Warren Gatland says the Lions would never have travelled to South Africa if victory was impossible.

Ian McGeechan and Paul O’Connell’s recent praise of the Springboks was excessive for a coach and captain bent on success. Gatland followed the same trend on Tuesday when he underlined the seemingly insurmountable strength of the Boks, but at the same time the Lions’ assistant coach believes there is hope of an upset.

‘We face a big challenge because the reality is we have to start from scratch,’ Gatland told ‘This is a new team with new combinations and everything is new including things like play calls. As you will understand, it will be difficult to get these guys to gel.

‘It’s really tough, but if we thought it was hopeless we wouldn’t have bothered coming.’

The Boks beat Wales after Gatland’s side had secured the 2008 Six Nations championship and again when the Boks toured the UK last year. Gatland said lessons have been learned that may help for the upcoming Test series.

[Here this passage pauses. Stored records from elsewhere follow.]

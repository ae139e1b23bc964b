//! Ingestion pipeline orchestration.
//!
//! Turns text into indexed passages for one assistant:
//! assistant lookup → document row (`processing`) → chunking → embedding →
//! upsert into the assistant's namespace → `completed`.
//!
//! A failure after the document row exists marks it `failed` and returns the
//! original error. Nothing is retried here; the embedding client has its own
//! rate-limit retry.

use chrono::Utc;
use std::sync::Arc;
use tracing::{error, info};
use uuid::Uuid;

use crate::chunk::{chunk_fragments, ChunkProfile, ChunkTags};
use crate::config::ChunkingConfig;
use crate::embedding::{BatchEmbedder, EmbedMode};
use crate::error::{Error, Result};
use crate::index::{Namespace, VectorIndex};
use crate::loader::DocumentLoader;
use crate::models::{Assistant, Document, DocumentStatus, SourceKind};
use crate::store::Store;

/// Describes the source being ingested.
#[derive(Debug, Clone)]
pub struct IngestRequest {
    pub assistant_id: String,
    pub file_name: String,
    pub source_kind: SourceKind,
    pub source_url: Option<String>,
    pub mime_type: Option<String>,
    pub file_size: Option<i64>,
}

impl IngestRequest {
    pub fn new(
        assistant_id: impl Into<String>,
        file_name: impl Into<String>,
        source_kind: SourceKind,
    ) -> Self {
        Self {
            assistant_id: assistant_id.into(),
            file_name: file_name.into(),
            source_kind,
            source_url: None,
            mime_type: None,
            file_size: None,
        }
    }

    pub fn with_source_url(mut self, url: impl Into<String>) -> Self {
        self.source_url = Some(url.into());
        self
    }

    pub fn with_mime_type(mut self, mime: impl Into<String>) -> Self {
        self.mime_type = Some(mime.into());
        self
    }

    pub fn with_file_size(mut self, size: i64) -> Self {
        self.file_size = Some(size);
        self
    }
}

#[derive(Debug, Clone, PartialEq)]
pub struct IngestOutcome {
    pub document_id: String,
    pub chunks_created: usize,
    /// Characters of text stored as the document's original text.
    pub extracted_chars: usize,
}

pub struct IngestionPipeline {
    store: Arc<dyn Store>,
    embedder: Arc<BatchEmbedder>,
    index: Arc<dyn VectorIndex>,
    chunking: ChunkingConfig,
}

impl IngestionPipeline {
    pub fn new(
        store: Arc<dyn Store>,
        embedder: Arc<BatchEmbedder>,
        index: Arc<dyn VectorIndex>,
        chunking: ChunkingConfig,
    ) -> Self {
        Self {
            store,
            embedder,
            index,
            chunking,
        }
    }

    /// Ingest directly supplied text with the text chunking profile.
    pub async fn ingest_text(&self, text: &str, request: IngestRequest) -> Result<IngestOutcome> {
        let assistant = self.load_assistant(&request.assistant_id).await?;
        let fragments = [text];
        self.run(&assistant, &request, text.to_string(), &fragments, &self.chunking.text)
            .await
    }

    /// Ingest whatever `loader` produces, with the loader chunking profile.
    ///
    /// Each fragment is chunked on its own. The stored original text is the
    /// fragments joined by blank lines, and `file_size` defaults to its length
    /// in characters.
    pub async fn ingest_from_loader(
        &self,
        loader: &dyn DocumentLoader,
        mut request: IngestRequest,
    ) -> Result<IngestOutcome> {
        let assistant = self.load_assistant(&request.assistant_id).await?;

        let fragments = loader.load().await?;
        if fragments.is_empty() {
            return Err(Error::NoContent(format!(
                "nothing could be loaded from {}",
                request.file_name
            )));
        }

        let combined = fragments.join("\n\n");
        if request.file_size.is_none() {
            request.file_size = Some(combined.chars().count() as i64);
        }
        self.run(&assistant, &request, combined, &fragments, &self.chunking.loader)
            .await
    }

    async fn load_assistant(&self, id: &str) -> Result<Assistant> {
        self.store
            .get_assistant(id)
            .await?
            .ok_or_else(|| Error::not_found(format!("assistant {}", id)))
    }

    async fn run<S: AsRef<str> + Sync>(
        &self,
        assistant: &Assistant,
        request: &IngestRequest,
        original_text: String,
        fragments: &[S],
        profile: &ChunkProfile,
    ) -> Result<IngestOutcome> {
        let extracted_chars = original_text.chars().count();
        let document = Document {
            id: Uuid::new_v4().to_string(),
            assistant_id: assistant.id.clone(),
            file_name: request.file_name.clone(),
            source_kind: request.source_kind,
            source_url: request.source_url.clone(),
            mime_type: request.mime_type.clone(),
            file_size: request.file_size,
            original_text,
            chunks: 0,
            status: DocumentStatus::Processing,
            uploaded_at: Utc::now().timestamp_millis(),
        };
        self.store.create_document(&document).await?;

        info!(
            document = %document.id,
            assistant = %assistant.id,
            file = %document.file_name,
            kind = %document.source_kind,
            "ingesting document"
        );

        match self.index_document(assistant, &document, fragments, profile).await {
            Ok(chunks) => {
                self.store
                    .set_document_status(&document.id, DocumentStatus::Completed, chunks as i64)
                    .await?;
                info!(document = %document.id, chunks, "document completed");
                Ok(IngestOutcome {
                    document_id: document.id,
                    chunks_created: chunks,
                    extracted_chars,
                })
            }
            Err(e) => {
                error!(document = %document.id, error = %e, "document ingestion failed");
                if let Err(mark_err) = self
                    .store
                    .set_document_status(&document.id, DocumentStatus::Failed, 0)
                    .await
                {
                    error!(document = %document.id, error = %mark_err, "could not mark document failed");
                }
                Err(e)
            }
        }
    }

    /// Chunk, embed and upsert; returns the number of passages written.
    async fn index_document<S: AsRef<str> + Sync>(
        &self,
        assistant: &Assistant,
        document: &Document,
        fragments: &[S],
        profile: &ChunkProfile,
    ) -> Result<usize> {
        let tags = ChunkTags {
            assistant_id: assistant.id.clone(),
            document_id: document.id.clone(),
            file_name: document.file_name.clone(),
            source_kind: document.source_kind,
            source_url: document.source_url.clone(),
            ingested_at: Utc::now(),
        };
        let passages = chunk_fragments(fragments, profile, &tags);
        if passages.is_empty() {
            return Err(Error::NoContent(format!(
                "{} produced no passages",
                document.file_name
            )));
        }
        info!(document = %document.id, passages = passages.len(), "chunked");

        let texts: Vec<String> = passages.iter().map(|p| p.text.clone()).collect();
        let vectors = self.embedder.embed(&texts, EmbedMode::Passage).await?;

        let namespace = Namespace::for_assistant(assistant);
        self.index.upsert(&namespace, &passages, &vectors).await?;
        Ok(passages.len())
    }
}
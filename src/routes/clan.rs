use axum::{
    Json,
    extract::{
        Path, Query, State,
        rejection::{JsonRejection, QueryRejection},
    },
    http::StatusCode,
};
use uuid::Uuid;

use crate::{
    dto::clan::{ClanResponse, CreateClan, SearchClans},
    error::AppError,
    models::Clan,
    state::AppState,
    usecases,
};

fn to_responses(clans: Vec<Clan>) -> Json<Vec<ClanResponse>> {
    Json(clans.into_iter().map(ClanResponse::from).collect())
}

pub async fn create_clan(
    State(state): State<AppState>,
    payload: Result<Json<CreateClan>, JsonRejection>,
) -> Result<(StatusCode, Json<ClanResponse>), AppError> {
    let Json(payload) = payload.map_err(|e| AppError::Validation(e.body_text()))?;
    let input = payload.validate()?;

    let clan = usecases::clan::create(&state.db, &input).await?;

    Ok((StatusCode::CREATED, Json(clan.into())))
}

pub async fn list_clans(
    State(state): State<AppState>,
) -> Result<Json<Vec<ClanResponse>>, AppError> {
    let clans = usecases::clan::list_all(&state.db).await?;

    Ok(to_responses(clans))
}

pub async fn search_clans(
    State(state): State<AppState>,
    query: Result<Query<SearchClans>, QueryRejection>,
) -> Result<Json<Vec<ClanResponse>>, AppError> {
    let Query(query) = query.map_err(|e| AppError::Validation(e.body_text()))?;
    let query = query.validate()?;

    let clans = usecases::clan::search_by_name(&state.db, &query.name).await?;

    Ok(to_responses(clans))
}

pub async fn delete_clan(
    State(state): State<AppState>,
    Path(clan_id): Path<String>,
) -> Result<StatusCode, AppError> {
    remove(&state, &clan_id).await
}

/// `/clans/search` shadows `/clans/{clan_id}`, so a delete aimed at it is
/// treated as a delete of the id "search".
pub async fn delete_search(State(state): State<AppState>) -> Result<StatusCode, AppError> {
    remove(&state, "search").await
}

async fn remove(state: &AppState, clan_id: &str) -> Result<StatusCode, AppError> {
    let clan_id = Uuid::parse_str(clan_id)
        .map_err(|e| AppError::Validation(format!("invalid clan id: {e}")))?;

    if !usecases::clan::delete(&state.db, clan_id).await? {
        return Err(AppError::NotFound("Clan not found".into()));
    }

    Ok(StatusCode::NO_CONTENT)
}
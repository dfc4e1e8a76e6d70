use std::path::PathBuf;

use anyhow::Result;
use clans::{config::Config, infrastructure::database, telemetry};
use clans_importer::import_clans;
use clap::Parser;
use dotenvy::dotenv;

// the sample ships at the workspace root, next to this crate
const DEFAULT_CSV_PATH: &str =
    concat!(env!("CARGO_MANIFEST_DIR"), "/../data/clan_sample_data.csv");

/// Load clans from a CSV file into the clans database.
#[derive(Debug, Parser)]
#[command(name = "import", version)]
struct Args {
    /// CSV file with a `name` column and optional `region` / `created_at` columns
    #[arg(default_value = DEFAULT_CSV_PATH)]
    csv_path: PathBuf,
}

#[tokio::main]
async fn main() -> Result<()> {
    dotenv().ok();

    let args = Args::parse();
    let config = Config::from_env()?;

    telemetry::init(config.debug);

    if !args.csv_path.exists() {
        eprintln!("Error: CSV file not found at {}", args.csv_path.display());
        std::process::exit(1);
    }

    println!("Importing clans from: {}", args.csv_path.display());

    let db = database::create_pool(&config.database).await?;
    let summary = import_clans(&db, &args.csv_path).await?;

    println!(
        "Import complete: {} imported, {} skipped",
        summary.imported, summary.skipped
    );

    Ok(())
}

‘In my time with Wales, we’ve lost three to the Boks but we’ve improved every time we’ve played. We’ve learnt that you have to be accurate against a team like the Boks for 80 minutes, because, as was the case in Cardiff last year, one turnover or an intercept and you’ve lost.

‘The Boks are always strong and have a lot of depth, but I think they might be coming into this series a bit underdone. They have the one hit-out against a Namibian XV and that’s it, whereas we have a good opportunity to build some momentum.’

The Lions have been preparing for the matches at altitude since before their arrival and Gatland believes it won’t be a factor.

‘We’ve run some simulation programmes back home, but I think we would have been on the highveld for a good few weeks when the Tests roll round. It won’t matter, we would have adapted by then.

‘It’s also important that while we’re adapting we find some rhythm, and the only way we can do that is by winning. That’s why we’re hoping to kick the tour off with a win in Rustenburg this Saturday.’